Martinique armed robbery verdict ignores homophobia
Moïse Manoël-Florisse, is an African-Caribbean online journalist keeping an eye…
Martinique LGBT activist was blinded in the assault
Lonny Féréol, 28, was found guilty of complicity in an armed robbery against Brice Armien-Boudré, co-president of Martinique’s main LGBT+ advocacy organization Kap Caraïbe, that took place in October 2020 in Ducos, Martinique. The jury did not find homophobia to be a motive in the attack.

An extremely violent assault
On March 24, Féréol was sentenced to 13 years’ rigorous imprisonment by the Fort-de-France Assize Court, while the jury did not apply the aggravating circumstance of homophobia.
His accomplice, Mike Beuze, who used blows and insults in the attack that left the victim totally blind in his left eye, died in a traffic accident during the judicial investigation. It was Beuze who swung the barrel of his firearm at the victim as he attempted to fight back, swearing, “You dirty faggot, I’m going to kill you.”
The leniency of the jury’s verdict for Féréol, the only defendant on trial for the assault, came as a surprise to the victim, given the public prosecutor’s recommendation of 20 years’ rigorous imprisonment and the verbatim transcripts of the trial published in the local press.
That’s led some to question whether LGBT people can receive fair treatment from a jury, given prevailing homophobic attitudes in Martinique.

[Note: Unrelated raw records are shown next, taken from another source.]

//! Fleet - the colony's ships, one hecs entity each.
//!
//! Identity, status, location, hold and orders are separate components;
//! `ShipInstance` values are assembled from them on the way out and split
//! back on the way in.

use std::collections::HashMap;

use hecs::{Entity, EntityBuilder, World};

use crate::components::{Cargo, Destination, ShipHull, ShipId, ShipInstance, ShipLocation, ShipStatus};

/// Ship entities plus an id index.
pub struct Fleet {
    world: World,
    index: HashMap<ShipId, Entity>,
    next_id: u64,
}

fn assemble(
    id: &ShipId,
    hull: &ShipHull,
    status: &ShipStatus,
    location: &ShipLocation,
    cargo: &Cargo,
    destination: Option<&Destination>,
) -> ShipInstance {
    ShipInstance {
        id: *id,
        type_id: hull.type_id.clone(),
        name: hull.name.clone(),
        status: *status,
        location: *location,
        destination: destination.map(|d| d.0),
        cargo: cargo.0,
        cargo_capacity: hull.cargo_capacity,
    }
}

fn split(ship: ShipInstance) -> ((ShipHull, ShipStatus, ShipLocation, Cargo), Option<Destination>) {
    let hull = ShipHull {
        type_id: ship.type_id,
        name: ship.name,
        cargo_capacity: ship.cargo_capacity,
    };
    (
        (hull, ship.status, ship.location, Cargo(ship.cargo)),
        ship.destination.map(Destination),
    )
}

impl Fleet {
    pub fn new() -> Self {
        Self {
            world: World::new(),
            index: HashMap::new(),
            next_id: 1,
        }
    }

    /// Reserve the next ship id. Ids are never reused.
    pub fn allocate_id(&mut self) -> ShipId {
        let id = ShipId(self.next_id);
        self.next_id += 1;
        id
    }

    pub fn spawn(&mut self, ship: ShipInstance) {
        let id = ship.id;
        let ((hull, status, location, cargo), destination) = split(ship);
        let mut builder = EntityBuilder::new();
        builder.add(id).add(hull).add(status).add(location).add(cargo);
        if let Some(destination) = destination {
            builder.add(destination);
        }
        let entity = self.world.spawn(builder.build());
        self.index.insert(id, entity);
    }

    /// Remove a ship, returning its last state.
    pub fn despawn(&mut self, id: ShipId) -> Option<ShipInstance> {
        let entity = *self.index.get(&id)?;
        let ship = self.read(entity)?;
        self.world.despawn(entity).ok()?;
        self.index.remove(&id);
        Some(ship)
    }

    /// Copy of one ship.
    pub fn get(&self, id: ShipId) -> Option<ShipInstance> {
        self.read(*self.index.get(&id)?)
    }

    /// Run `f` against one ship, then write every component back.
    pub fn update<R>(&mut self, id: ShipId, f: impl FnOnce(&mut ShipInstance) -> R) -> Option<R> {
        let entity = *self.index.get(&id)?;
        let mut ship = self.read(entity)?;
        let result = f(&mut ship);
        self.write(entity, ship)?;
        Some(result)
    }

    /// Copies of every ship, ordered by id.
    pub fn ships(&self) -> Vec<ShipInstance> {
        let mut query = self.world.query::<(
            &ShipId,
            &ShipHull,
            &ShipStatus,
            &ShipLocation,
            &Cargo,
            Option<&Destination>,
        )>();
        let mut ships: Vec<ShipInstance> = query
            .iter()
            .map(|(_, (id, hull, status, location, cargo, destination))| {
                assemble(id, hull, status, location, cargo, destination)
            })
            .collect();
        ships.sort_by_key(|ship| ship.id);
        ships
    }

    pub fn len(&self) -> usize {
        self.index.len()
    }

    pub fn is_empty(&self) -> bool {
        self.index.is_empty()
    }

    fn read(&self, entity: Entity) -> Option<ShipInstance> {
        let mut query = self
            .world
            .query_one::<(
                &ShipId,
                &ShipHull,
                &ShipStatus,
                &ShipLocation,
                &Cargo,
                Option<&Destination>,
            )>(entity)
            .ok()?;
        let ship = query
            .get()
            .map(|(id, hull, status, location, cargo, destination)| {
                assemble(id, hull, status, location, cargo, destination)
            });
        ship
    }

    /// Replace every component except the id. A cleared destination is
    /// removed from the entity.
    fn write(&mut self, entity: Entity, ship: ShipInstance) -> Option<()> {
        let (parts, destination) = split(ship);
        self.world.insert(entity, parts).ok()?;
        match destination {
            Some(destination) => self.world.insert_one(entity, destination).ok()?,
            None => {
                let has_destination = self.world.get::<&Destination>(entity).is_ok();
                if has_destination {
                    self.world.remove_one::<Destination>(entity).ok()?;
                }
            }
        }
        Some(())
    }
}

impl Default for Fleet {
    fn default() -> Self {
        Self::new()
    }
}

#[cfg(test)]
mod tests {
    use super::*;
    use crate::sector::SectorCoord;

    fn scout(fleet: &mut Fleet) -> ShipId {
        let id = fleet.allocate_id();
        fleet.spawn(ShipInstance::new(id, "scout", format!("Scout #{}", id.0), 10.0));
        id
    }

    #[test]
    fn test_spawn_and_get() {
        let mut fleet = Fleet::new();
        let id = scout(&mut fleet);
        assert_eq!(fleet.len(), 1);
        let ship = fleet.get(id).unwrap();
        assert_eq!(ship.type_id, "scout");
        assert_eq!(ship.status, ShipStatus::Constructing);
        assert_eq!(ship.location, ShipLocation::Docked);
        assert!(ship.destination.is_none());
    }

    #[test]
    fn test_ids_are_unique() {
        let mut fleet = Fleet::new();
        let a = scout(&mut fleet);
        let b = scout(&mut fleet);
        assert_ne!(a, b);
        fleet.despawn(a);
        let c = scout(&mut fleet);
        assert_ne!(a, c);
        assert_ne!(b, c);
    }

    #[test]
    fn test_update_in_place() {
        let mut fleet = Fleet::new();
        let id = scout(&mut fleet);
        fleet.update(id, |ship| ship.finish_construction());
        assert_eq!(fleet.get(id).unwrap().status, ShipStatus::Idle);
        let idle = fleet
            .world
            .query::<&ShipStatus>()
            .iter()
            .filter(|(_, status)| **status == ShipStatus::Idle)
            .count();
        assert_eq!(idle, 1);
    }

    #[test]
    fn test_destination_component_follows_orders() {
        let mut fleet = Fleet::new();
        let id = scout(&mut fleet);
        let entity = fleet.index[&id];
        let target = SectorCoord { x: 3, y: -2 };

        fleet.update(id, |ship| {
            ship.status = ShipStatus::Moving;
            ship.location = ShipLocation::Sector(SectorCoord::default());
            ship.destination = Some(target);
        });
        assert_eq!(*fleet.world.get::<&Destination>(entity).unwrap(), Destination(target));
        assert_eq!(fleet.get(id).unwrap().destination, Some(target));

        fleet.update(id, |ship| ship.destination = None);
        assert!(fleet.world.get::<&Destination>(entity).is_err());
        assert!(fleet.get(id).unwrap().destination.is_none());
    }

    #[test]
    fn test_cargo_written_back() {
        let mut fleet = Fleet::new();
        let id = scout(&mut fleet);
        fleet.update(id, |ship| ship.cargo[colony_logic::ore::OreType::Gold] = 4.0);
        assert_eq!(fleet.get(id).unwrap().cargo_of(colony_logic::ore::OreType::Gold), 4.0);
    }

    #[test]
    fn test_despawn() {
        let mut fleet = Fleet::new();
        let id = scout(&mut fleet);
        let removed = fleet.despawn(id).unwrap();
        assert_eq!(removed.id, id);
        assert!(fleet.is_empty());
        assert_eq!(fleet.world.len(), 0);
        assert!(fleet.get(id).is_none());
        assert!(fleet.update(id, |_| ()).is_none());
        assert!(fleet.despawn(id).is_none());
    }

    #[test]
    fn test_ships_sorted_by_id() {
        let mut fleet = Fleet::new();
        let ids: Vec<ShipId> = (0..5).map(|_| scout(&mut fleet)).collect();
        let listed: Vec<ShipId> = fleet.ships().iter().map(|s| s.id).collect();
        assert_eq!(listed, ids);
    }
}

The situation echoes similar assaults in mainland France, where judges often fail to recognize the aggravating circumstance of racism when investigating cases, even when the facts are substantiated, as demonstrated by the recent investigation by our Loopsider media colleagues.
A justice system that internalizes the homophobia of Martinican society ?
Lonny Féréol’s comments on the victim during his defense were clear, and they should have caught the jurors’ attention.
“From the way he spoke, I could see that he wasn’t someone like us,” Féréol said in court.
He even revealed that his accomplice wanted to rob a victim who was “easy, who wouldn’t fight back,” according to Radio Caraïbes Internationale.
Pretending to be unaware of the sexual orientation of Brice Armien-Boudré, a well-known figure in Martinique for his commitment to the fight against homophobia, he said, “If I had known earlier that he was gay, I would never have become friends with him.”
Despite this, the jury did not recognize homophobia as an aggravating factor in the assault.
Denial of justice for victims of homophobia in overseas France
Ultimately, the verdict leaves a bitter taste in the mouth of the Kap Caraïbe association.
“We can’t contain its disappointment that the Assize Court didn’t find homophobia,” the association’s lawyer Maître Vaïté Corin, told France-Antilles.
It’s not just Martinique. Several recent cases in the French Caribbean have illustrated the difficulty of recognizing homophobic assaults for what they are in court, illustrating the limits of hate crime laws which rely on the court system and juries made up of members of the public to apply them.
In a 2021 case in French Guiana, the children’s judge of the Saint-Laurent-du-Maroni court did not accept the homophobic nature of a stabbing against this reporter, despite the evidence in the case file. The youth attacker in that case was sentenced to parole until he became an adult, while his guardian was ordered to pay the victim €500 in damages.
A few years earlier, in February 2019, a 19-year-old was tried in the Guadeloupe correctional court for having explicitly claimed responsibility for an attempted murder, on the grounds of the sexual orientation of a 50-year-old man whom he had ambushed. The victim had been stabbed 33 times on December 4, 2017 and miraculously emerged alive. The accused was only sentenced to 7 years in prison, which some considered lenient given the psychological trauma suffered by the victim.